Manufacturing companies face a serious threat from cyber criminals. According to IBM’s latest intelligence index, theirs is now the second-most targeted sector, after attack numbers increased significantly year-on-year. This heightened risk is compounded by increased vulnerability: the connectivity that manufacturers have embraced to bring about greater operational efficiencies is accompanied by significant and largely uninsured exposures, such as physical damage arising from cyber incidents or loss of income due to stolen intellectual property.

Part of the vulnerability lies in process control and supervisory control and data acquisition (SCADA) systems. Previously deemed impenetrable, due to their proprietary and highly customised networks, the convergence of these industrial control systems with enterprise infrastructure, particularly web services and ethernets, has created a potentially catastrophic risk. Such connections and the increasing Industrial Internet of Things (IIoT) can drive through great advantages, but also simultaneously produce weak links that manufacturers can not afford to overlook.

For example, expensive capital assets such as production machines will be retrofitted with technology that allows them to be connected to corporate networks.

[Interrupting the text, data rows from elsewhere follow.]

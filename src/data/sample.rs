//! Synthetic measurement samples drawn around a model function.
//!
//! Useful for demos and for exercising a solver end to end: the true
//! parameters are known, so a fit's estimate can be checked against them.

use rand::prelude::*;
use rand::rngs::StdRng;
use rand_distr::Normal;
use tracing::debug;

use crate::data::fitting_data::FittingData;
use crate::data::roles::RoleHints;
use crate::error::{Error, Result};
use crate::models::ParametricFunction;

/// Sample generation settings.
#[derive(Debug, Clone, PartialEq)]
pub struct SampleConfig {
    /// Number of records.
    pub count: usize,
    pub xmin: f64,
    pub xmax: f64,
    /// Standard deviation of the noise added to x (also stored as `xerr`).
    pub xsigma: f64,
    /// Standard deviation of the noise added to y (also stored as `yerr`).
    pub ysigma: f64,
    pub seed: u64,
}

impl Default for SampleConfig {
    fn default() -> Self {
        Self {
            count: 20,
            xmin: 0.0,
            xmax: 10.0,
            xsigma: 0.1,
            ysigma: 0.5,
            seed: 42,
        }
    }
}

/// Draw `config.count` records around `f(a, x)` with x evenly spaced on
/// `[xmin, xmax]`.
///
/// Columns are `x`, `xerr`, `y`, `yerr`, bound to the matching roles.
pub fn generate_sample(function: &ParametricFunction, a: &[f64], config: &SampleConfig) -> Result<FittingData> {
    if config.count == 0 {
        return Err(Error::InvalidData("sample count must be > 0".to_string()));
    }
    if !(config.xmin.is_finite() && config.xmax.is_finite() && config.xmax >= config.xmin) {
        return Err(Error::InvalidData(format!(
            "invalid sample range [{}, {}]",
            config.xmin, config.xmax
        )));
    }

    let x_noise = noise(config.xsigma, "x")?;
    let y_noise = noise(config.ysigma, "y")?;
    let mut rng = StdRng::seed_from_u64(config.seed);

    let step = if config.count > 1 {
        (config.xmax - config.xmin) / (config.count - 1) as f64
    } else {
        0.0
    };

    let mut x = Vec::with_capacity(config.count);
    let mut y = Vec::with_capacity(config.count);
    for i in 0..config.count {
        let x_true = config.xmin + step * i as f64;
        let y_true = function.evaluate(a, x_true)?;
        x.push(x_true + x_noise.sample(&mut rng));
        y.push(y_true + y_noise.sample(&mut rng));
    }

    debug!(
        function = function.name().unwrap_or("<anonymous>"),
        count = config.count,
        seed = config.seed,
        "generated sample"
    );

    FittingData::new(
        vec![
            ("x".to_string(), x),
            ("xerr".to_string(), vec![config.xsigma; config.count]),
            ("y".to_string(), y),
            ("yerr".to_string(), vec![config.ysigma; config.count]),
        ],
        RoleHints::default(),
    )
}

fn noise(sigma: f64, axis: &str) -> Result<Normal<f64>> {
    if !(sigma.is_finite() && sigma >= 0.0) {
        return Err(Error::InvalidData(format!(
            "{axis} noise sigma must be finite and >= 0, got {sigma}"
        )));
    }
    Normal::new(0.0, sigma).map_err(|e| Error::InvalidData(format!("{axis} noise distribution error: {e}")))
}
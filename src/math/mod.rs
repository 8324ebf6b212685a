//! Numeric building blocks: descriptive statistics and intervals.

pub mod interval;
pub mod statistics;

pub use interval::*;
pub use statistics::*;
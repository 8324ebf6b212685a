//! Input helpers.
//!
//! - raw cell grid → named numeric columns (`raw`)
//! - CSV file → raw cell grid (`ingest`)

pub mod ingest;
pub mod raw;

pub use ingest::*;
pub use raw::*;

But they were typically built without the sophisticated measures to afford cyber-protection, or have operating systems that are incompatible with current cyber-security products. All these factors make manufacturers’ industrial control systems particularly vulnerable to cyber-attack.

Physical damage
Physical damage arising from cyberattacks has to date been relatively rare. Early high-profile events, such as claims that Russians hacked into U.S. water treatment facilities to damage pumps, or the Israeli-U.S. ‘Stuxnet’ attack on Iran’s nuclear centrifuges were believed to be state-sponsored.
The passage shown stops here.